> [THE PROBLEM]:
Lines from the line with "use thiserror::Error;" to the line with "non-zero initiation status" in the entries below, and only those, must be output exactly, with both ends included.

Stored records:
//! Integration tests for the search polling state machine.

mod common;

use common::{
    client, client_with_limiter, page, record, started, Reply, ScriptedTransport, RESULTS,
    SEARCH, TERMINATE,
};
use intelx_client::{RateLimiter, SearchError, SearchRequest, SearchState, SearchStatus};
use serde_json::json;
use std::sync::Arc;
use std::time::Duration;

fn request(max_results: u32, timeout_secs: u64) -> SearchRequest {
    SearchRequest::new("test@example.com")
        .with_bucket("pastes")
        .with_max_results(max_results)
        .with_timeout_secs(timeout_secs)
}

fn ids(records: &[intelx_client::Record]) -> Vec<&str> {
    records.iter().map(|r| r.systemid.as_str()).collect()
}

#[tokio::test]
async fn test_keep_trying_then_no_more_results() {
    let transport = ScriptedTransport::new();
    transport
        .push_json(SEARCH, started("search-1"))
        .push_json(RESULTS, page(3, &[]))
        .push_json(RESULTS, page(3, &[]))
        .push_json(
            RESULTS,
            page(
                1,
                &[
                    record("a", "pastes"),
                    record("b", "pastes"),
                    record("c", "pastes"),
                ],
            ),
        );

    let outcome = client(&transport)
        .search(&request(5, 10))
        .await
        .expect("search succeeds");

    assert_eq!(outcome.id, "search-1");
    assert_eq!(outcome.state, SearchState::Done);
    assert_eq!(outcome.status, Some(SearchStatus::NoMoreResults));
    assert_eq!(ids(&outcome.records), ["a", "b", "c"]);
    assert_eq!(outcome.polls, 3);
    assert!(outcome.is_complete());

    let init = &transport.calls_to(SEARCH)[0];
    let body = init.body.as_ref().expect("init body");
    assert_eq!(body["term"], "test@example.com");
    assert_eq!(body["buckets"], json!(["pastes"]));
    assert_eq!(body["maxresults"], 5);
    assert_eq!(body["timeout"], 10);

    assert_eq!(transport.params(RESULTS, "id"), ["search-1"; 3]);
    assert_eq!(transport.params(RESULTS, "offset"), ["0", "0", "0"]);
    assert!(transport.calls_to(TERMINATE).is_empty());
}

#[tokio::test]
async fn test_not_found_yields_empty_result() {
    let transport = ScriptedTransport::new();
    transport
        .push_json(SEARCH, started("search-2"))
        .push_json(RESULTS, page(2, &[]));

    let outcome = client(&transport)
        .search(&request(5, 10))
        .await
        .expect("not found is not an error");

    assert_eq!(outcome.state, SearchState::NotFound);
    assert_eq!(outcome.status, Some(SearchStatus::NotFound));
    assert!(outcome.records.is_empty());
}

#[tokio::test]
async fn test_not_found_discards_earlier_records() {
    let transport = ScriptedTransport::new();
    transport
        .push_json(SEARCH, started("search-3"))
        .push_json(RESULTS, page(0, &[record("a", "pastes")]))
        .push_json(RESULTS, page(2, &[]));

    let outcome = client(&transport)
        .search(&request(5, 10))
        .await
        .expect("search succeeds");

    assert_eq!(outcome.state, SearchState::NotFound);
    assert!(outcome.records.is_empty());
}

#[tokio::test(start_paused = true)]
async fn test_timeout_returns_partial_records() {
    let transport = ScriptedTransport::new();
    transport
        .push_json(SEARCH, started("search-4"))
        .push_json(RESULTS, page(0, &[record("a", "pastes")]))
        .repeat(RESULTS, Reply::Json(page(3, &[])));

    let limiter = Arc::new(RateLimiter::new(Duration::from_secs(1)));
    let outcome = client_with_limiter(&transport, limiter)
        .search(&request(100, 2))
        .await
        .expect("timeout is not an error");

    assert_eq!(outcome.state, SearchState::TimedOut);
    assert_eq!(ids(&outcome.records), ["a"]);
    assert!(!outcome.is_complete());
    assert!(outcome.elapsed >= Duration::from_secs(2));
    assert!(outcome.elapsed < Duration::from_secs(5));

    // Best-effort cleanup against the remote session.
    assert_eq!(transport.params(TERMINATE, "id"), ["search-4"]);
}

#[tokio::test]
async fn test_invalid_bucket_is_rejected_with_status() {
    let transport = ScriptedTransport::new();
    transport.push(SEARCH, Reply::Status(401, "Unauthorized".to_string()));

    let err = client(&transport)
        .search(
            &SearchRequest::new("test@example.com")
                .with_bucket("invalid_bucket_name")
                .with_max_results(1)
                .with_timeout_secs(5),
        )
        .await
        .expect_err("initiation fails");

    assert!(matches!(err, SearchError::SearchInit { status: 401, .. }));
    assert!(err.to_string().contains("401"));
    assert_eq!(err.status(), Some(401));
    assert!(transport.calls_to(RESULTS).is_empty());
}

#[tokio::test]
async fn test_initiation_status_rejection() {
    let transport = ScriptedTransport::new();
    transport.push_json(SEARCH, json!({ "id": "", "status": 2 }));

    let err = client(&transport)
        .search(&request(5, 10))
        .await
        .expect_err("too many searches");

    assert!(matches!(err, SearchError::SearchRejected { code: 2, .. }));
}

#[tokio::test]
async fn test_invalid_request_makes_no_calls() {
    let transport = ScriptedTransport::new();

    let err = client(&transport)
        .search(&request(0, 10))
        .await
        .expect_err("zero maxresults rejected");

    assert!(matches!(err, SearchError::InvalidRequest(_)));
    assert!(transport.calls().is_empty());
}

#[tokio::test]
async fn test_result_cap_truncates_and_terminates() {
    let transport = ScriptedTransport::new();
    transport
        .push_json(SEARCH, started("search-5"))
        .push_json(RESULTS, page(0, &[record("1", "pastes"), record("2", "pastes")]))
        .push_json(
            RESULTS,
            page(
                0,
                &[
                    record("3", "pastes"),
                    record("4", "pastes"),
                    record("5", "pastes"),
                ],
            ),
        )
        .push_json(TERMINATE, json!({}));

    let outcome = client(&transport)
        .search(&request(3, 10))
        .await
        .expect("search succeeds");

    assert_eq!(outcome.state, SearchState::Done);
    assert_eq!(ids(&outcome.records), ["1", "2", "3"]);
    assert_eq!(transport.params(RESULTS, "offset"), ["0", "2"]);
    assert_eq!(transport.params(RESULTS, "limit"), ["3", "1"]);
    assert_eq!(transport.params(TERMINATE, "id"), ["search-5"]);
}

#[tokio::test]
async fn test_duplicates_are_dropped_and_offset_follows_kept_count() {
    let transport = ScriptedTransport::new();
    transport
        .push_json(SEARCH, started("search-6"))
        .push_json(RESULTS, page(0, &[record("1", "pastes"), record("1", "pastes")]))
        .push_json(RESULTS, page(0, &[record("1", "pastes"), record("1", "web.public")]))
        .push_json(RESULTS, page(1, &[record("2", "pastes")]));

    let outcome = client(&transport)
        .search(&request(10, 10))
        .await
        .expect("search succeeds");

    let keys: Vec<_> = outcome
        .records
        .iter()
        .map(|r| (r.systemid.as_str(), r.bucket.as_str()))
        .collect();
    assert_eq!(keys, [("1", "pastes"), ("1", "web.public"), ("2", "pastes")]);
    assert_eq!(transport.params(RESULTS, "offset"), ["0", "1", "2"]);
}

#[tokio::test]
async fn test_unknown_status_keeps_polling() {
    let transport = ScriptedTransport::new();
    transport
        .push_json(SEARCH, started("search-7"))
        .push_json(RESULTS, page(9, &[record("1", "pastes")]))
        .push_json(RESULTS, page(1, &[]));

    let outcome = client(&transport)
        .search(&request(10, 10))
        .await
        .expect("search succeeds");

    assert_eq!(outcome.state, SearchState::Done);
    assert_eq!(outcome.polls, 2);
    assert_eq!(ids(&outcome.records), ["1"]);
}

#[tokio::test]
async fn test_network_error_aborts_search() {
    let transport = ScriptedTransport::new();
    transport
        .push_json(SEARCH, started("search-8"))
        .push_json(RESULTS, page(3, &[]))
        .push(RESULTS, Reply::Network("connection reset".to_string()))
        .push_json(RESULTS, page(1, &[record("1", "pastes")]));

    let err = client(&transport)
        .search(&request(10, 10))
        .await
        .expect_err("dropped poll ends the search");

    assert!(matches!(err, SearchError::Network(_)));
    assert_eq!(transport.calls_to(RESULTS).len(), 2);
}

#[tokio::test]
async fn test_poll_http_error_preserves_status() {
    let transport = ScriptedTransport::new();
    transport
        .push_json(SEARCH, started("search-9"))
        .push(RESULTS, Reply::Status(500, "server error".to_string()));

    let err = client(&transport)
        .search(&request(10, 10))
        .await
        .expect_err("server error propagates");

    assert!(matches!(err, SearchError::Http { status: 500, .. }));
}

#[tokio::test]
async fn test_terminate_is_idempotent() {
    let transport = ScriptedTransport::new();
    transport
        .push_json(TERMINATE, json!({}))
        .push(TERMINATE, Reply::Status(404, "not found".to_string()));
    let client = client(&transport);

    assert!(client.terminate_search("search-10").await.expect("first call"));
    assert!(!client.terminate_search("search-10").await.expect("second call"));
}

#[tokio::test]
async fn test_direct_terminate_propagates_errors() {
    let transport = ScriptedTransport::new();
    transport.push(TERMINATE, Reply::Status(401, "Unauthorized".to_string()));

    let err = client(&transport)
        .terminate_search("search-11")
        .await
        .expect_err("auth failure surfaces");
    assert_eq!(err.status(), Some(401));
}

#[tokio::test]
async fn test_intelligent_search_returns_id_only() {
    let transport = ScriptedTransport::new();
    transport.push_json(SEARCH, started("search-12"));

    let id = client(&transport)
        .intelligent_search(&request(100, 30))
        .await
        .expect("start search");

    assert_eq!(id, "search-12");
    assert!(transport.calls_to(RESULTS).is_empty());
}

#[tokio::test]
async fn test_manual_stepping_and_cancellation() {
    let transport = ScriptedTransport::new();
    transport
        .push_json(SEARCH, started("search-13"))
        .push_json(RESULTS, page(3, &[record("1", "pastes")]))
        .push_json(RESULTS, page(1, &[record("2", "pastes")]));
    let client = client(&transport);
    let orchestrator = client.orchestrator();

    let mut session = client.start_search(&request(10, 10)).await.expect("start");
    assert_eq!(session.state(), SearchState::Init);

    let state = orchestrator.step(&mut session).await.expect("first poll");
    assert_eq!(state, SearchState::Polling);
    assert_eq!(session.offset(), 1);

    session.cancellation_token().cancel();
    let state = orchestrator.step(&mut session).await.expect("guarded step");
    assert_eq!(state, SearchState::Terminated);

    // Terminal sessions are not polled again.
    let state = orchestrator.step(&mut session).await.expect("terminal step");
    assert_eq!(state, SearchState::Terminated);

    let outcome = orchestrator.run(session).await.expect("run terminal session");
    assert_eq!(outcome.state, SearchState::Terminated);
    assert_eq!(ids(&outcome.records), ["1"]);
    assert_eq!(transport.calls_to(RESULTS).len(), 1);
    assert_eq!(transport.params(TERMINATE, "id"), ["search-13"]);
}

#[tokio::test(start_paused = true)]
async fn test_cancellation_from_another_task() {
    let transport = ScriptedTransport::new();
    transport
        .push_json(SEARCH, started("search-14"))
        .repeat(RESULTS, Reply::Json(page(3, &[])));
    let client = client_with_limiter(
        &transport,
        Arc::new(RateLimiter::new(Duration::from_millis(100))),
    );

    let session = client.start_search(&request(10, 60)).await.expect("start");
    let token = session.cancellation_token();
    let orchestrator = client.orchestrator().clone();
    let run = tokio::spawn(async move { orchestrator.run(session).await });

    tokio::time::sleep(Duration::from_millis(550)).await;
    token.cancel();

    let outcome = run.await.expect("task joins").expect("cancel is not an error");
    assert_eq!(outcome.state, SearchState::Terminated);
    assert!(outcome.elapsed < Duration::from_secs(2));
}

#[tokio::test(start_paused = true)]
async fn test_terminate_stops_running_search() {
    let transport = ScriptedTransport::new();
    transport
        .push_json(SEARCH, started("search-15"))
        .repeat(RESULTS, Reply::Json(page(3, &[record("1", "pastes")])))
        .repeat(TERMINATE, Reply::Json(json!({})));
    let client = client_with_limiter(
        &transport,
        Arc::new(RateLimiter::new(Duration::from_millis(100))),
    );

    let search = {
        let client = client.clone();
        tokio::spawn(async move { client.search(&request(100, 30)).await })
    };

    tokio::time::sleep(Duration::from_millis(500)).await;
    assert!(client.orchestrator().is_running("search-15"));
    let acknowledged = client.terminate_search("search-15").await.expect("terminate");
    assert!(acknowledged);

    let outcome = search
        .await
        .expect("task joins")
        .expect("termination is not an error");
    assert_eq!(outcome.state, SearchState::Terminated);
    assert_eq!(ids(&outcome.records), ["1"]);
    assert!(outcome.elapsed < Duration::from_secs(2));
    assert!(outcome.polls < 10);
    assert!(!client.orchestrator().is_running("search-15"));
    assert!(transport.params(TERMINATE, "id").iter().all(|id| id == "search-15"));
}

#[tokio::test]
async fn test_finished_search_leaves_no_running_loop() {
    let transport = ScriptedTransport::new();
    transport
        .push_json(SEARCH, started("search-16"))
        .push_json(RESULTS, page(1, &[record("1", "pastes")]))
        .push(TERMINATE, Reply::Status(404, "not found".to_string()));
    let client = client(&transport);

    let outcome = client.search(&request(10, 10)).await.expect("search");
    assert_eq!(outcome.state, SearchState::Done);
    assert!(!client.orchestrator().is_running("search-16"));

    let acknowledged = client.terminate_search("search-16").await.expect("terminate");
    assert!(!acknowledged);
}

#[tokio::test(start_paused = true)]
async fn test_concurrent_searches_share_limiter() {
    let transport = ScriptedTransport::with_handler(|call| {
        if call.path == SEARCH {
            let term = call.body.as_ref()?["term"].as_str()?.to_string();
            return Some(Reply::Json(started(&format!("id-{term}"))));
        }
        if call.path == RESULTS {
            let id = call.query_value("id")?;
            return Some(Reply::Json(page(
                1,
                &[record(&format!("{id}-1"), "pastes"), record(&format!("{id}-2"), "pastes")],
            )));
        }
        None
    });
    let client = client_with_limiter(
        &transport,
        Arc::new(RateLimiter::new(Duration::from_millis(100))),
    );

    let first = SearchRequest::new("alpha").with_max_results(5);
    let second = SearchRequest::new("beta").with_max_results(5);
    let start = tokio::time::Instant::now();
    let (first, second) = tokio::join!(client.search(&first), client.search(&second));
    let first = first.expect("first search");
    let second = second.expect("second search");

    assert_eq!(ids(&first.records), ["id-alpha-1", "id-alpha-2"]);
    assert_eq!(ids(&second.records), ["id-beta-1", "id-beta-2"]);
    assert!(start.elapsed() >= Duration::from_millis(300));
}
...
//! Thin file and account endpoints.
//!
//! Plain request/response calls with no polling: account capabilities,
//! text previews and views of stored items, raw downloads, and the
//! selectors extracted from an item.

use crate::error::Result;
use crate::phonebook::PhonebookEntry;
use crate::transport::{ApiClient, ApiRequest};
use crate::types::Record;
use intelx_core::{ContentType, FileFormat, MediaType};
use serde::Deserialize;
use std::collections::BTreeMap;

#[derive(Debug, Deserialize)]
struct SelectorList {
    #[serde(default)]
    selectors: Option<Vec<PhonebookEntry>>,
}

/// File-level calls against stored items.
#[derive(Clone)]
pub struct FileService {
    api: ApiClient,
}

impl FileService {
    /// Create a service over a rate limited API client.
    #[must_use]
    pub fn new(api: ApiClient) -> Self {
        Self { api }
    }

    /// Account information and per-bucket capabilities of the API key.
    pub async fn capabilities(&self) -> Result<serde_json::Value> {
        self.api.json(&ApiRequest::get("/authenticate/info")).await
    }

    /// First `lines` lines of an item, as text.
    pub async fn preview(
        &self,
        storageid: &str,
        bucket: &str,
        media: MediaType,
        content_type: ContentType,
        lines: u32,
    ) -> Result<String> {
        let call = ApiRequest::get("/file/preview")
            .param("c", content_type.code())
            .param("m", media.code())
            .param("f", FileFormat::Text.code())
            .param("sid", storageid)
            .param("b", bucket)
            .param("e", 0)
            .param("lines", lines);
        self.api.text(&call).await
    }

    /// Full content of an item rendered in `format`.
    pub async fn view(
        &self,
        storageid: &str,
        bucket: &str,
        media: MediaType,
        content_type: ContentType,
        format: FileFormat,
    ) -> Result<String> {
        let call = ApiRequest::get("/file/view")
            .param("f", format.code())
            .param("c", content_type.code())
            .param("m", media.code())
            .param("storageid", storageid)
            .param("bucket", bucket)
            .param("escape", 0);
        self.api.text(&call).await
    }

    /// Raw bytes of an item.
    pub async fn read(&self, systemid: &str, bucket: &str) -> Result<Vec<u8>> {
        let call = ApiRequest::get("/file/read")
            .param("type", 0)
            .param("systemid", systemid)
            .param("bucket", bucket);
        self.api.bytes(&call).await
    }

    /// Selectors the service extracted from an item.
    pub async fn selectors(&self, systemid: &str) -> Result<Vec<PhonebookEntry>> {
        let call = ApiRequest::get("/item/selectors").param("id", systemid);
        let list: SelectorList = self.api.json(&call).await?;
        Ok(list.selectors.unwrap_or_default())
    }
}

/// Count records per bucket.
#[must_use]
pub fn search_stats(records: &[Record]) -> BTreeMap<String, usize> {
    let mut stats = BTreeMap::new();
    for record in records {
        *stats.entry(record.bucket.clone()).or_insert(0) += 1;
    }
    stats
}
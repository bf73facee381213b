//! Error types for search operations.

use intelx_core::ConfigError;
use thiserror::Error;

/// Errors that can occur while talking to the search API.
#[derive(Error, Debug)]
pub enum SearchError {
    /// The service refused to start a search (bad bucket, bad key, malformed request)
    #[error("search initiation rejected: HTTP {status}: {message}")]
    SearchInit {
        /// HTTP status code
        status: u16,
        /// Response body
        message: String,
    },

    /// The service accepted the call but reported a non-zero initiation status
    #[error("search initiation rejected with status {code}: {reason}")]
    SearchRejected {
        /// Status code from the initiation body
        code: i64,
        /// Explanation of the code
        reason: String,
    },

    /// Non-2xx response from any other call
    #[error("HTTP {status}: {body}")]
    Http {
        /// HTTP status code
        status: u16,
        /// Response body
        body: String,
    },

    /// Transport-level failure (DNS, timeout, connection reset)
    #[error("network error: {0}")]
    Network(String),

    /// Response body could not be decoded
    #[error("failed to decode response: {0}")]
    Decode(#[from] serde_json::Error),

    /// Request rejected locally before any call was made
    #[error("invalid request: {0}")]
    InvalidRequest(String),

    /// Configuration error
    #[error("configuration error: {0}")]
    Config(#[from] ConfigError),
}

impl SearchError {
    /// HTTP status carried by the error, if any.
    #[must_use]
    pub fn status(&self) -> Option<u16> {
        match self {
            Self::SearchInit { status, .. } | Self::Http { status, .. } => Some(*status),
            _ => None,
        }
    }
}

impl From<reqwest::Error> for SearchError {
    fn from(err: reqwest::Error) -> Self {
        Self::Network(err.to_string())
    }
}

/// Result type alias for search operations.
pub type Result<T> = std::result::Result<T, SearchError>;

> [EXERCISE ANSWER]:
use thiserror::Error;

/// Errors that can occur while talking to the search API.
#[derive(Error, Debug)]
pub enum SearchError {
    /// The service refused to start a search (bad bucket, bad key, malformed request)
    #[error("search initiation rejected: HTTP {status}: {message}")]
    SearchInit {
        /// HTTP status code
        status: u16,
        /// Response body
        message: String,
    },

    /// The service accepted the call but reported a non-zero initiation status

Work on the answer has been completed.